That was for a RAV4 or Highlander.
byGeoffrey.landis ( 926948 ) writes:
If the hybrids are plug-in hybrids, using electric to run around town, and gas to extend the range, this is nearly as good as fully electric vehicles. Most driving is pretty short distances, and so you only need a pretty small battery.
If they're not... well, why not? Hybrids have electric trains and batteries already, why not go the rest of the way to a plug-in hybrid?
byMacMann ( 7518492 ) writes:
If the hybrids are plug-in hybrids, using electric to run around town, and gas to extend the range, this is nearly as good as fully electric vehicles. Most driving is pretty short distances, and so you only need a pretty small battery.

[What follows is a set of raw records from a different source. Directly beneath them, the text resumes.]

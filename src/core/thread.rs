use uuid::Uuid;

use crate::llm::{Message, Role};

/// Conversation history handed back into successive agent runs.
#[derive(Debug, Clone)]
pub struct Thread {
    id: String,
    messages: Vec<Message>,
}

impl Thread {
    pub fn new() -> Self {
        Self {
            id: Uuid::new_v4().to_string(),
            messages: Vec::new(),
        }
    }

    pub fn id(&self) -> &str {
        &self.id
    }

    pub fn messages(&self) -> &[Message] {
        &self.messages
    }

    pub fn len(&self) -> usize {
        self.messages.len()
    }

    pub fn is_empty(&self) -> bool {
        self.messages.is_empty()
    }

    pub fn clear(&mut self) {
        self.messages.clear();
    }

    pub fn last_reply(&self) -> Option<&str> {
        self.messages
            .iter()
            .rev()
            .find(|m| m.role == Role::Assistant && m.tool_calls.is_empty())
            .map(|m| m.content.as_str())
    }

    /// Append a completed turn.
    pub(crate) fn extend(&mut self, turn: impl IntoIterator<Item = Message>) {
        self.messages.extend(turn);
    }
}

impl Default for Thread {
    fn default() -> Self {
        Self::new()
    }
}
//! Handler for alias registration.

use axum::{Form, Json, extract::State, http::StatusCode};
use validator::Validate;

use crate::api::dto::register::{RegisterForm, RegisterResponse};
use crate::error::AppError;
use crate::state::AppState;

/// Registers a target URL under an alias.
///
/// # Endpoint
///
/// `POST /add` (`application/x-www-form-urlencoded`)
///
/// # Form Fields
///
/// - `url` - absolute HTTP/HTTPS target (required)
/// - `alias` - lowercase letters only (optional; generated when omitted)
///
/// # Response
///
/// `201 Created`:
///
/// ```json
/// {
///   "alias": "docs",
///   "url": "https://docs.rs",
///   "message": "URL added successfully with alias \"docs\""
/// }
/// ```
///
/// # Errors
///
/// Returns 400 Bad Request for a missing or malformed URL or alias.
/// Returns 409 Conflict if the alias is already taken.
pub async fn register_handler(
    State(state): State<AppState>,
    Form(payload): Form<RegisterForm>,
) -> Result<(StatusCode, Json<RegisterResponse>), AppError> {
    payload.validate()?;

    let mapping = state
        .directory
        .register(payload.alias, payload.url.unwrap_or_default())
        .await?;

    let message = format!("URL added successfully with alias \"{}\"", mapping.alias);

    Ok((
        StatusCode::CREATED,
        Json(RegisterResponse {
            alias: mapping.alias,
            url: mapping.target,
            message,
        }),
    ))
}
//! Exclusive upper bound for prefix scans.
//!
//! A prefix scan over an ordered store is the half-open range
//! `[prefix, upper_bound_for(prefix))`. Keys are compared by UTF-8 bytes, which
//! orders strings exactly like comparing their `char`s one by one, so bounds
//! are computed on `char`s and stay valid UTF-8.

/// Returns the smallest string greater than every string starting with `prefix`
/// that can be reached by incrementing a single character.
///
/// The last character is replaced by its successor. When the last character is
/// already `char::MAX` it is dropped and the one before it is incremented
/// instead. Returns `None` when no character can be incremented (empty prefix,
/// or a prefix made only of `char::MAX`): the scan is then unbounded above.
///
/// # Examples
///
/// ```
/// use alias_directory::utils::prefix_bound::upper_bound_for;
///
/// assert_eq!(upper_bound_for("ab").as_deref(), Some("ac"));
/// assert_eq!(upper_bound_for(""), None);
/// ```
pub fn upper_bound_for(prefix: &str) -> Option<String> {
    let mut chars: Vec<char> = prefix.chars().collect();

    while let Some(last) = chars.pop() {
        if let Some(next) = successor(last) {
            chars.push(next);
            return Some(chars.into_iter().collect());
        }
    }

    None
}

/// Next Unicode scalar value, skipping the surrogate range.
fn successor(c: char) -> Option<char> {
    match c {
        char::MAX => None,
        '\u{D7FF}' => Some('\u{E000}'),
        _ => char::from_u32(c as u32 + 1),
    }
}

I can certainly agree, and I'm amazed more people don't make that realization. There's some "purists" that can't comprehend why someone would want or need anything but a BEV. I guess they never had to travel with children on a long trip. The kids want to get home so they can eat, play, nap, or do anything than be strapped to a seat. The shorter the stops the better. Pull up to the pump, Mom takes the kids to the restrooms, Dad pumps the fuel, strap the kids back in, and off you go again. If the kids s
bymarkdavis ( 642305 ) writes:
>"There's some "purists" that can't comprehend why someone would want or need anything but a BEV. I guess they never had to travel with children on a long trip."
There are people blinded to others' positions everywhere, all the time. It is rather frustrating and education is key.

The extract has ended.